--- Task ---
An exact copy of every record is needed.

□ □ □ □ □

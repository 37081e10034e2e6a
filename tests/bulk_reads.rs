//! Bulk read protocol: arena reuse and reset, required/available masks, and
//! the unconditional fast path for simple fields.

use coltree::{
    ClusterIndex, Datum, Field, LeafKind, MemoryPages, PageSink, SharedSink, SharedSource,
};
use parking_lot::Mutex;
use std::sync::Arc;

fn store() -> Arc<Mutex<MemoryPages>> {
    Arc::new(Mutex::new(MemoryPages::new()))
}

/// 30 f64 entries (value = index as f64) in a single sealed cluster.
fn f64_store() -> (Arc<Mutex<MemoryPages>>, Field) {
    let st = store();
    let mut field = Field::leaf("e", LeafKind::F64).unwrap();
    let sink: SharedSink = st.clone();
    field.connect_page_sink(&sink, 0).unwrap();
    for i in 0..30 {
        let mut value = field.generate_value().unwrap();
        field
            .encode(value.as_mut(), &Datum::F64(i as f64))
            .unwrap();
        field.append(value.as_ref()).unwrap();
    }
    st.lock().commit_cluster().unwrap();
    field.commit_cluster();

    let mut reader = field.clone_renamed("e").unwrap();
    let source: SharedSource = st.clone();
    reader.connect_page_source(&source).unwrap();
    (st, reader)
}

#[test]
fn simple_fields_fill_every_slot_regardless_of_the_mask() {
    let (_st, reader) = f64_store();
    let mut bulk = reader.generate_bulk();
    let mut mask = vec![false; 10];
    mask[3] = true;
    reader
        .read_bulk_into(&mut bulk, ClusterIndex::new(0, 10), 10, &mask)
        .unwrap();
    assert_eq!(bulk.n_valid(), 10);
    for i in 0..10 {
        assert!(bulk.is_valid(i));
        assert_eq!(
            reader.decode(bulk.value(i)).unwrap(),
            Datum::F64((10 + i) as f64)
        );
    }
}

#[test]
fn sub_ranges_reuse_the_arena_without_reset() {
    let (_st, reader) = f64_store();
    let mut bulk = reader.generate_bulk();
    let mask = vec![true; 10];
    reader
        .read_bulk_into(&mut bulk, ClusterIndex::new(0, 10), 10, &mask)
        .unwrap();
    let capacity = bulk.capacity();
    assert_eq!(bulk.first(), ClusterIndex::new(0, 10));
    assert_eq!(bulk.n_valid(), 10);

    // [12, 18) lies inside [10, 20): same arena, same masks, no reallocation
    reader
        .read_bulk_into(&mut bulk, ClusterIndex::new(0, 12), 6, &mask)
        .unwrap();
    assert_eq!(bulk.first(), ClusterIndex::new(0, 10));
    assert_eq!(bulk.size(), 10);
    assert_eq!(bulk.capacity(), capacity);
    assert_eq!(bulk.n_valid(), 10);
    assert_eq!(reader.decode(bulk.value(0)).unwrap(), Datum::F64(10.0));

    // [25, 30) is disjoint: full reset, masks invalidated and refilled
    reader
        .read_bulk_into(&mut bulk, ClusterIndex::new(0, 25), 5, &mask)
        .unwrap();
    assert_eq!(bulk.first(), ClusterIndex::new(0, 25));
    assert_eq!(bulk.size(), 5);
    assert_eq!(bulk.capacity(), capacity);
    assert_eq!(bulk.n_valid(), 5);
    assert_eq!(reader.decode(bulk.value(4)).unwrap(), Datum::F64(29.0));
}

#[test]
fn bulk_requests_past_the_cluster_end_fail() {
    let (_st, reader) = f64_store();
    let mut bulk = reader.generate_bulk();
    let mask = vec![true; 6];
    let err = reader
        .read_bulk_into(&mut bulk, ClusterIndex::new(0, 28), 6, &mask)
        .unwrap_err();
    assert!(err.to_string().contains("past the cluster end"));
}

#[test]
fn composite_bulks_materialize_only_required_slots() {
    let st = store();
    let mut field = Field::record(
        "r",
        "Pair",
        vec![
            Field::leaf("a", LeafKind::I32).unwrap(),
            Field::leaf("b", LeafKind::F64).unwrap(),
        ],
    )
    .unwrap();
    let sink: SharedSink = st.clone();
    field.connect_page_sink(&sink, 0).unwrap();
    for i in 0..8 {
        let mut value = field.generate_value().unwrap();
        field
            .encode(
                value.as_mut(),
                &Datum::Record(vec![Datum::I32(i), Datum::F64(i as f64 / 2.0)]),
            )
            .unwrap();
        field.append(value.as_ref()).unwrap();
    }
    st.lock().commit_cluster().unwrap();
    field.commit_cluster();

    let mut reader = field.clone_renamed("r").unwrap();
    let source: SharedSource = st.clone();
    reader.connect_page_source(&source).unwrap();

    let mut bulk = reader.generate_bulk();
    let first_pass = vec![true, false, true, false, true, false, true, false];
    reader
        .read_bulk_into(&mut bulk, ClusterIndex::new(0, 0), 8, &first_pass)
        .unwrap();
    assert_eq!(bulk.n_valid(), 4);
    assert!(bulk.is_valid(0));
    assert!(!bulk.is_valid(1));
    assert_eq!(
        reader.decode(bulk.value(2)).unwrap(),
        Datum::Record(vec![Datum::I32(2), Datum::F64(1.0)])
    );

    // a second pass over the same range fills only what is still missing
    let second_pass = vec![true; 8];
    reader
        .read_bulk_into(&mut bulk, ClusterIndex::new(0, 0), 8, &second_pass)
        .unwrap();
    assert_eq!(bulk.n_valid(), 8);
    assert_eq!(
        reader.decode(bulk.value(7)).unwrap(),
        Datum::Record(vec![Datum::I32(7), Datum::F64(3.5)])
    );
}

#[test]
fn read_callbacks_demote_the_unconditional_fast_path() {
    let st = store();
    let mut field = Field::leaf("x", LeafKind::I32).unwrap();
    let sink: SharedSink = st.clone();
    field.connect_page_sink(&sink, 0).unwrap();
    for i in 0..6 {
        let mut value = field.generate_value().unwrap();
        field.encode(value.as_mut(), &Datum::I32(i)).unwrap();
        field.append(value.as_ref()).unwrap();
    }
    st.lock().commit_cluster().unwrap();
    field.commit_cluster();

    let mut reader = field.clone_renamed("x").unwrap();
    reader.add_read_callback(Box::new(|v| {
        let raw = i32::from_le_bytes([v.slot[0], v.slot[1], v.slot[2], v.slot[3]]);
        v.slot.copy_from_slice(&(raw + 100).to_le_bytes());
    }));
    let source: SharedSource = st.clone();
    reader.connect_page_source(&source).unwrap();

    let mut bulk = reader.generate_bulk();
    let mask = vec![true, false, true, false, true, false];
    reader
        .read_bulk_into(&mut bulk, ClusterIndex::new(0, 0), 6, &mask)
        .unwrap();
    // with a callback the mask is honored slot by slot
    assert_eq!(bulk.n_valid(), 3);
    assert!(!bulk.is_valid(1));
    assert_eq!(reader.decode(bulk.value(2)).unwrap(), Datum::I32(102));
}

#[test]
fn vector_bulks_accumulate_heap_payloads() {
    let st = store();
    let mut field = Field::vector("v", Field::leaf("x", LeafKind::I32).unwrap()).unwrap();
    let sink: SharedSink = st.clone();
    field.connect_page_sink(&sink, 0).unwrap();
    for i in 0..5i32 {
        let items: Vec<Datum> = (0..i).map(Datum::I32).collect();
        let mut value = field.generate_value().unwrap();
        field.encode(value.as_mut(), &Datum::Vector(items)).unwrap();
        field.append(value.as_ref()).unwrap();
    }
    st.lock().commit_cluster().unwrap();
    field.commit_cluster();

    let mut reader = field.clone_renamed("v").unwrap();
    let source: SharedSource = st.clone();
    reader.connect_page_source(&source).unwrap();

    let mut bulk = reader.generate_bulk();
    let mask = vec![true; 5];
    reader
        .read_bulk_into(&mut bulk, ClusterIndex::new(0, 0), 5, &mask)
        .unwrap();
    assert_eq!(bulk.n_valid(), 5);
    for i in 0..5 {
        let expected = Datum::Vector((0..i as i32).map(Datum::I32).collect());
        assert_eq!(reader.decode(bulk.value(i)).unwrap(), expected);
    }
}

□ □ □ □ □

--- Exercise output ---
repository 37081e10034e2e6a
filename tests/bulk_reads.rs
//! Bulk read protocol: arena reuse and reset, required/available masks, and
//! the unconditional fast path for simple fields.

use coltree::{
    ClusterIndex, Datum, Field, LeafKind, MemoryPages, PageSink, SharedSink, SharedSource,
};
use parking_lot::Mutex;
use std::sync::Arc;

fn store() -> Arc<Mutex<MemoryPages>> {
    Arc::new(Mutex::new(MemoryPages::new()))
}

/// 30 f64 entries (value = index as f64) in a single sealed cluster.
fn f64_store() -> (Arc<Mutex<MemoryPages>>, Field) {
    let st = store();
    let mut field = Field::leaf("e", LeafKind::F64).unwrap();
    let sink: SharedSink = st.clone();
    field.connect_page_sink(&sink, 0).unwrap();
    for i in 0..30 {
        let mut value = field.generate_value().unwrap();
        field
            .encode(value.as_mut(), &Datum::F64(i as f64))
            .unwrap();
        field.append(value.as_ref()).unwrap();
    }
    st.lock().commit_cluster().unwrap();
    field.commit_cluster();

    let mut reader = field.clone_renamed("e").unwrap();
    let source: SharedSource = st.clone();
    reader.connect_page_source(&source).unwrap();
    (st, reader)
}

#[test]
fn simple_fields_fill_every_slot_regardless_of_the_mask() {
    let (_st, reader) = f64_store();
    let mut bulk = reader.generate_bulk();
    let mut mask = vec![false; 10];
    mask[3] = true;
    reader
        .read_bulk_into(&mut bulk, ClusterIndex::new(0, 10), 10, &mask)
        .unwrap();
    assert_eq!(bulk.n_valid(), 10);
    for i in 0..10 {
        assert!(bulk.is_valid(i));
        assert_eq!(
            reader.decode(bulk.value(i)).unwrap(),
            Datum::F64((10 + i) as f64)
        );
    }
}

#[test]
fn sub_ranges_reuse_the_arena_without_reset() {
    let (_st, reader) = f64_store();
    let mut bulk = reader.generate_bulk();
    let mask = vec![true; 10];
    reader
        .read_bulk_into(&mut bulk, ClusterIndex::new(0, 10), 10, &mask)
        .unwrap();
    let capacity = bulk.capacity();
    assert_eq!(bulk.first(), ClusterIndex::new(0, 10));
    assert_eq!(bulk.n_valid(), 10);

    // [12, 18) lies inside [10, 20): same arena, same masks, no reallocation
    reader
        .read_bulk_into(&mut bulk, ClusterIndex::new(0, 12), 6, &mask)
        .unwrap();
    assert_eq!(bulk.first(), ClusterIndex::new(0, 10));
    assert_eq!(bulk.size(), 10);
    assert_eq!(bulk.capacity(), capacity);
    assert_eq!(bulk.n_valid(), 10);
    assert_eq!(reader.decode(bulk.value(0)).unwrap(), Datum::F64(10.0));

    // [25, 30) is disjoint: full reset, masks invalidated and refilled
    reader
        .read_bulk_into(&mut bulk, ClusterIndex::new(0, 25), 5, &mask)
        .unwrap();
    assert_eq!(bulk.first(), ClusterIndex::new(0, 25));
    assert_eq!(bulk.size(), 5);
    assert_eq!(bulk.capacity(), capacity);
    assert_eq!(bulk.n_valid(), 5);
    assert_eq!(reader.decode(bulk.value(4)).unwrap(), Datum::F64(29.0));
}

#[test]
fn bulk_requests_past_the_cluster_end_fail() {
    let (_st, reader) = f64_store();
    let mut bulk = reader.generate_bulk();
    let mask = vec![true; 6];
    let err = reader
        .read_bulk_into(&mut bulk, ClusterIndex::new(0, 28), 6, &mask)
        .unwrap_err();
    assert!(err.to_string().contains("past the cluster end"));
}

#[test]
fn composite_bulks_materialize_only_required_slots() {
    let st = store();
    let mut field = Field::record(
        "r",
        "Pair",
        vec![
            Field::leaf("a", LeafKind::I32).unwrap(),
            Field::leaf("b", LeafKind::F64).unwrap(),
        ],
    )
    .unwrap();
    let sink: SharedSink = st.clone();
    field.connect_page_sink(&sink, 0).unwrap();
    for i in 0..8 {
        let mut value = field.generate_value().unwrap();
        field
            .encode(
                value.as_mut(),
                &Datum::Record(vec![Datum::I32(i), Datum::F64(i as f64 / 2.0)]),
            )
            .unwrap();
        field.append(value.as_ref()).unwrap();
    }
    st.lock().commit_cluster().unwrap();
    field.commit_cluster();

    let mut reader = field.clone_renamed("r").unwrap();
    let source: SharedSource = st.clone();
    reader.connect_page_source(&source).unwrap();

    let mut bulk = reader.generate_bulk();
    let first_pass = vec![true, false, true, false, true, false, true, false];
    reader
        .read_bulk_into(&mut bulk, ClusterIndex::new(0, 0), 8, &first_pass)
        .unwrap();
    assert_eq!(bulk.n_valid(), 4);
    assert!(bulk.is_valid(0));
    assert!(!bulk.is_valid(1));
    assert_eq!(
        reader.decode(bulk.value(2)).unwrap(),
        Datum::Record(vec![Datum::I32(2), Datum::F64(1.0)])
    );

    // a second pass over the same range fills only what is still missing
    let second_pass = vec![true; 8];
    reader
        .read_bulk_into(&mut bulk, ClusterIndex::new(0, 0), 8, &second_pass)
        .unwrap();
    assert_eq!(bulk.n_valid(), 8);
    assert_eq!(
        reader.decode(bulk.value(7)).unwrap(),
        Datum::Record(vec![Datum::I32(7), Datum::F64(3.5)])
    );
}

#[test]
fn read_callbacks_demote_the_unconditional_fast_path() {
    let st = store();
    let mut field = Field::leaf("x", LeafKind::I32).unwrap();
    let sink: SharedSink = st.clone();
    field.connect_page_sink(&sink, 0).unwrap();
    for i in 0..6 {
        let mut value = field.generate_value().unwrap();
        field.encode(value.as_mut(), &Datum::I32(i)).unwrap();
        field.append(value.as_ref()).unwrap();
    }
    st.lock().commit_cluster().unwrap();
    field.commit_cluster();

    let mut reader = field.clone_renamed("x").unwrap();
    reader.add_read_callback(Box::new(|v| {
        let raw = i32::from_le_bytes([v.slot[0], v.slot[1], v.slot[2], v.slot[3]]);
        v.slot.copy_from_slice(&(raw + 100).to_le_bytes());
    }));
    let source: SharedSource = st.clone();
    reader.connect_page_source(&source).unwrap();

    let mut bulk = reader.generate_bulk();
    let mask = vec![true, false, true, false, true, false];
    reader
        .read_bulk_into(&mut bulk, ClusterIndex::new(0, 0), 6, &mask)
        .unwrap();
    // with a callback the mask is honored slot by slot
    assert_eq!(bulk.n_valid(), 3);
    assert!(!bulk.is_valid(1));
    assert_eq!(reader.decode(bulk.value(2)).unwrap(), Datum::I32(102));
}

#[test]
fn vector_bulks_accumulate_heap_payloads() {
    let st = store();
    let mut field = Field::vector("v", Field::leaf("x", LeafKind::I32).unwrap()).unwrap();
    let sink: SharedSink = st.clone();
    field.connect_page_sink(&sink, 0).unwrap();
    for i in 0..5i32 {
        let items: Vec<Datum> = (0..i).map(Datum::I32).collect();
        let mut value = field.generate_value().unwrap();
        field.encode(value.as_mut(), &Datum::Vector(items)).unwrap();
        field.append(value.as_ref()).unwrap();
    }
    st.lock().commit_cluster().unwrap();
    field.commit_cluster();

    let mut reader = field.clone_renamed("v").unwrap();
    let source: SharedSource = st.clone();
    reader.connect_page_source(&source).unwrap();

    let mut bulk = reader.generate_bulk();
    let mask = vec![true; 5];
    reader
        .read_bulk_into(&mut bulk, ClusterIndex::new(0, 0), 5, &mask)
        .unwrap();
    assert_eq!(bulk.n_valid(), 5);
    for i in 0..5 {
        let expected = Datum::Vector((0..i as i32).map(Datum::I32).collect());
        assert_eq!(reader.decode(bulk.value(i)).unwrap(), expected);
    }
}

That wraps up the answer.